The Board directs attention to its rating recommendation based on the above evidence. The
PEB applied the analogous code of 5099‐5003 and rated it 0%, for moderate intermittent pain,
specifically using language from the USAPDA pain policy. The VA also applied an analogous
code of 5299‐5297 and initially rated it 0% and increased the rating to 10% 14 months after
separation. The initial VA rating noted that a non‐compensable evaluation is assigned unless
one rib has been removed or two or more ribs have been resected without regeneration, while
later the VA rating document noted an increased evaluation of 10% because the evidence
showed this was equivalent to a superficial scar that was painful on examination. There is no
specific VASRD code for costochondritis so it must be coded analogously to a disability in which
not only the function is affected, but anatomical localization and symptoms, are closely related.

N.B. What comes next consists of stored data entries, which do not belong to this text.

//! Error types used by the node controller.
//!
//! Each layer owns one enum:
//!
//! - [`LaunchError`]: starting the child process and recording its pid.
//! - [`RpcError`]: a single RPC call, dial or stream read.
//! - [`BootstrapError`]: the staged connection bring-up.
//! - [`WatchError`]: waiting on the topology watcher.
//! - [`NodeError`]: what [`HarnessNode`](crate::HarnessNode) returns; carries the node
//!   label and the operation name next to the underlying cause.
//!
//! All of them provide `as_label()` (stable snake_case for logs/metrics).

use std::path::PathBuf;
use std::time::Duration;

use bitcoin::OutPoint;
use thiserror::Error;

use crate::watcher::{Direction, OutpointError};

/// # Errors produced while launching a node process.
#[non_exhaustive]
#[derive(Error, Debug)]
pub enum LaunchError {
    /// The executable could not be spawned.
    #[error("failed to spawn {program:?}: {source}")]
    Spawn {
        program: PathBuf,
        #[source]
        source: std::io::Error,
    },

    /// The spawned child reported no pid (it was reaped before we could read it).
    #[error("spawned {program:?} but no pid is available")]
    NoPid { program: PathBuf },

    /// The log file could not be opened for appending.
    #[error("failed to open log file {path:?}: {source}")]
    LogFile {
        path: PathBuf,
        #[source]
        source: std::io::Error,
    },

    /// The pid file could not be written; the process has been killed.
    #[error("failed to record pid at {path:?}: {source}")]
    PidFile {
        path: PathBuf,
        #[source]
        source: std::io::Error,
    },
}

impl LaunchError {
    /// Returns a short stable label (snake_case) for use in logs/metrics.
    pub fn as_label(&self) -> &'static str {
        match self {
            LaunchError::Spawn { .. } => "launch_spawn",
            LaunchError::NoPid { .. } => "launch_no_pid",
            LaunchError::LogFile { .. } => "launch_log_file",
            LaunchError::PidFile { .. } => "launch_pid_file",
        }
    }
}

/// # Errors produced by a single RPC interaction.
///
/// [`RpcError::is_transient`] separates connectivity noise (endpoint not listening yet,
/// credential file not written yet) from protocol failures that must not be retried.
#[non_exhaustive]
#[derive(Error, Debug, Clone)]
pub enum RpcError {
    /// Endpoint refused or dropped the connection.
    #[error("endpoint unavailable: {0}")]
    Unavailable(String),

    /// A credential file (TLS certificate, macaroon) is missing or only partially written.
    #[error("credential not ready: {0}")]
    CredentialPending(String),

    /// Server answered with a non-OK status.
    #[error("rpc failed with {code:?}: {message}")]
    Status { code: tonic::Code, message: String },

    /// A server stream ended where more items were expected.
    #[error("stream closed by server")]
    StreamClosed,

    /// Response could not be interpreted.
    #[error("malformed response: {0}")]
    Malformed(String),

    /// Call did not complete in time.
    #[error("deadline of {0:?} exceeded")]
    DeadlineExceeded(Duration),
}

impl RpcError {
    /// True for errors that are expected while the daemon is still coming up.
    pub fn is_transient(&self) -> bool {
        match self {
            RpcError::Unavailable(_) | RpcError::CredentialPending(_) => true,
            RpcError::Status { code, .. } => *code == tonic::Code::Unavailable,
            _ => false,
        }
    }

    /// True when the daemon rejected a call because chain recovery is still running.
    pub fn is_recovery_in_progress(&self) -> bool {
        match self {
            RpcError::Status { message, .. } => message.contains("recovery in progress"),
            _ => false,
        }
    }

    /// Returns a short stable label (snake_case) for use in logs/metrics.
    pub fn as_label(&self) -> &'static str {
        match self {
            RpcError::Unavailable(_) => "rpc_unavailable",
            RpcError::CredentialPending(_) => "rpc_credential_pending",
            RpcError::Status { .. } => "rpc_status",
            RpcError::StreamClosed => "rpc_stream_closed",
            RpcError::Malformed(_) => "rpc_malformed",
            RpcError::DeadlineExceeded(_) => "rpc_deadline_exceeded",
        }
    }
}

impl From<tonic::Status> for RpcError {
    fn from(status: tonic::Status) -> Self {
        RpcError::Status {
            code: status.code(),
            message: status.message().to_string(),
        }
    }
}

/// Stage of the connection bring-up an error refers to.
#[derive(Debug, Clone, Copy, PartialEq, Eq)]
pub enum Gate {
    /// Dialing the RPC endpoint.
    Connect,
    /// Waiting for the daemon to leave `WAITING_TO_START`.
    Started,
    /// Waiting for the daemon to report `SERVER_ACTIVE`.
    ServerActive,
    /// Fetching the node identity.
    Identity,
    /// Probing the topology subscription.
    TopologyProbe,
}

impl Gate {
    pub fn as_str(&self) -> &'static str {
        match self {
            Gate::Connect => "connect",
            Gate::Started => "started",
            Gate::ServerActive => "server_active",
            Gate::Identity => "identity",
            Gate::TopologyProbe => "topology_probe",
        }
    }
}

impl std::fmt::Display for Gate {
    fn fmt(&self, f: &mut std::fmt::Formatter<'_>) -> std::fmt::Result {
        f.write_str(self.as_str())
    }
}

/// # Errors produced by the staged connection bring-up.
#[non_exhaustive]
#[derive(Error, Debug)]
pub enum BootstrapError {
    /// A gate did not pass before its deadline.
    #[error("{gate} gate not passed within {timeout:?}{}", last_error_suffix(.last_error))]
    Timeout {
        gate: Gate,
        timeout: Duration,
        /// Last transient error observed while retrying, if any.
        last_error: Option<RpcError>,
    },

    /// A non-transient failure; never retried.
    #[error("{gate} gate failed: {source}")]
    Protocol {
        gate: Gate,
        #[source]
        source: RpcError,
    },

    /// The node was shut down while bring-up was in progress.
    #[error("bring-up cancelled during {gate} gate")]
    Cancelled { gate: Gate },
}

fn last_error_suffix(last: &Option<RpcError>) -> String {
    match last {
        Some(err) => format!("; last error: {err}"),
        None => String::new(),
    }
}

impl BootstrapError {
    /// The gate the error refers to.
    pub fn gate(&self) -> Gate {
        match self {
            BootstrapError::Timeout { gate, .. }
            | BootstrapError::Protocol { gate, .. }
            | BootstrapError::Cancelled { gate } => *gate,
        }
    }

    /// Returns a short stable label (snake_case) for use in logs/metrics.
    pub fn as_label(&self) -> &'static str {
        match self {
            BootstrapError::Timeout { .. } => "bootstrap_timeout",
            BootstrapError::Protocol { .. } => "bootstrap_protocol",
            BootstrapError::Cancelled { .. } => "bootstrap_cancelled",
        }
    }
}

/// # Errors produced while waiting on the topology watcher.
#[non_exhaustive]
#[derive(Error, Debug)]
pub enum WatchError {
    /// The watcher is not accepting requests (never started, or shut down).
    #[error("topology watcher is not running")]
    Stopped,

    /// The request was dropped without resolution (watcher torn down while it was pending).
    #[error("watch on {outpoint} abandoned before it resolved")]
    Abandoned { outpoint: OutPoint },

    /// Caller-side deadline elapsed first.
    #[error("channel {outpoint} not {direction} within {timeout:?}")]
    Timeout {
        outpoint: OutPoint,
        direction: Direction,
        timeout: Duration,
    },
}

impl WatchError {
    /// Returns a short stable label (snake_case) for use in logs/metrics.
    pub fn as_label(&self) -> &'static str {
        match self {
            WatchError::Stopped => "watch_stopped",
            WatchError::Abandoned { .. } => "watch_abandoned",
            WatchError::Timeout { .. } => "watch_timeout",
        }
    }
}

/// # Errors returned by node operations.
///
/// Every variant names the node (`name(id)`) and the operation that failed.
#[non_exhaustive]
#[derive(Error, Debug)]
pub enum NodeError {
    #[error("{node}: {op}: {source}")]
    Launch {
        node: String,
        op: &'static str,
        #[source]
        source: LaunchError,
    },

    #[error("{node}: {op}: {source}")]
    Bootstrap {
        node: String,
        op: &'static str,
        #[source]
        source: BootstrapError,
    },

    #[error("{node}: {op}: {source}")]
    Rpc {
        node: String,
        op: &'static str,
        #[source]
        source: RpcError,
    },

    #[error("{node}: {op}: {source}")]
    Watch {
        node: String,
        op: &'static str,
        #[source]
        source: WatchError,
    },

    #[error("{node}: {op}: invalid channel point: {source}")]
    ChannelPoint {
        node: String,
        op: &'static str,
        #[source]
        source: OutpointError,
    },

    #[error("{node}: {op}: {source}")]
    Io {
        node: String,
        op: &'static str,
        #[source]
        source: std::io::Error,
    },

    /// The operation needs a component (process, clients, watcher) that is not up.
    #[error("{node}: {op}: {what} not available")]
    NotReady {
        node: String,
        op: &'static str,
        what: &'static str,
    },

    /// `start` was called on a node that is already running.
    #[error("{node}: {op}: already running")]
    AlreadyRunning { node: String, op: &'static str },

    /// The node was stopped while the operation was in flight.
    #[error("{node}: {op}: interrupted by stop")]
    Interrupted { node: String, op: &'static str },

    /// The process exited while the operation was waiting on it.
    #[error("{node}: {op}: process exited ({status})")]
    ProcessExited {
        node: String,
        op: &'static str,
        status: String,
    },

    /// The process did not exit after being asked to stop; it has been killed.
    #[error("{node}: {op}: process did not exit within {timeout:?}")]
    ProcessDidNotExit {
        node: String,
        op: &'static str,
        timeout: Duration,
    },

    /// A polled condition was not met before the deadline.
    #[error("{node}: {op}: not reached within {timeout:?}: {detail}")]
    Convergence {
        node: String,
        op: &'static str,
        timeout: Duration,
        detail: String,
    },

    /// Teardown grace period was exceeded; the listed tasks were aborted.
    #[error("{node}: shutdown timeout {grace:?} exceeded; stuck: {stuck:?}; forcing termination")]
    GraceExceeded {
        node: String,
        grace: Duration,
        stuck: Vec<String>,
    },
}

impl NodeError {
    /// Returns a short stable label (snake_case) for use in logs/metrics.
    pub fn as_label(&self) -> &'static str {
        match self {
            NodeError::Launch { source, .. } => source.as_label(),
            NodeError::Bootstrap { source, .. } => source.as_label(),
            NodeError::Rpc { source, .. } => source.as_label(),
            NodeError::Watch { source, .. } => source.as_label(),
            NodeError::ChannelPoint { .. } => "node_channel_point",
            NodeError::Io { .. } => "node_io",
            NodeError::NotReady { .. } => "node_not_ready",
            NodeError::AlreadyRunning { .. } => "node_already_running",
            NodeError::Interrupted { .. } => "node_interrupted",
            NodeError::ProcessExited { .. } => "node_process_exited",
            NodeError::ProcessDidNotExit { .. } => "node_process_did_not_exit",
            NodeError::Convergence { .. } => "node_convergence",
            NodeError::GraceExceeded { .. } => "node_grace_exceeded",
        }
    }

    /// True when a topology wait ended unresolved: its deadline passed, or the watcher
    /// dropped it on shutdown first.
    pub fn is_watch_timeout(&self) -> bool {
        matches!(
            self,
            NodeError::Watch {
                source: WatchError::Timeout { .. } | WatchError::Abandoned { .. },
                ..
            }
        )
    }
}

Therefore, the Board considered the analogous codes used by the PEB and VA along with
another possible code of 5321. The VASRD code 5321, Thoracic muscle group, more closely
meets the guidance present in §4.20, analogous ratings, and therefore will be used in this case.
The VASRD in effect at the time of separation utilized the subjective criteria of slight, for a 0%
rating; moderate, for a 10% rating and moderately severe or severe for a 20% rating for rating
purposes under code 5321. The CI’s chest wall pain was greater than slight as it caused
symptoms daily and interfered with activity surpassing the 0% rating threshold. Because her
pain was not responsive to daily anti‐inflammatory medications and occasionally interfered
with her sleep, it was adjudged to be consistent with moderate and a 10% rating. At the time
of separation, the CI’s chest wall pain did not require chronic narcotic medications or interfere
with her sleep on a more consistent basis which would be required for the next higher severe
or moderately severe, 20%, rating. After due deliberation, considering all of the evidence and
mindful of VASRD §4.3 (reasonable doubt), the Board recommends a disability rating of
moderate, 10%, for the chronic anterior chest wall pain condition.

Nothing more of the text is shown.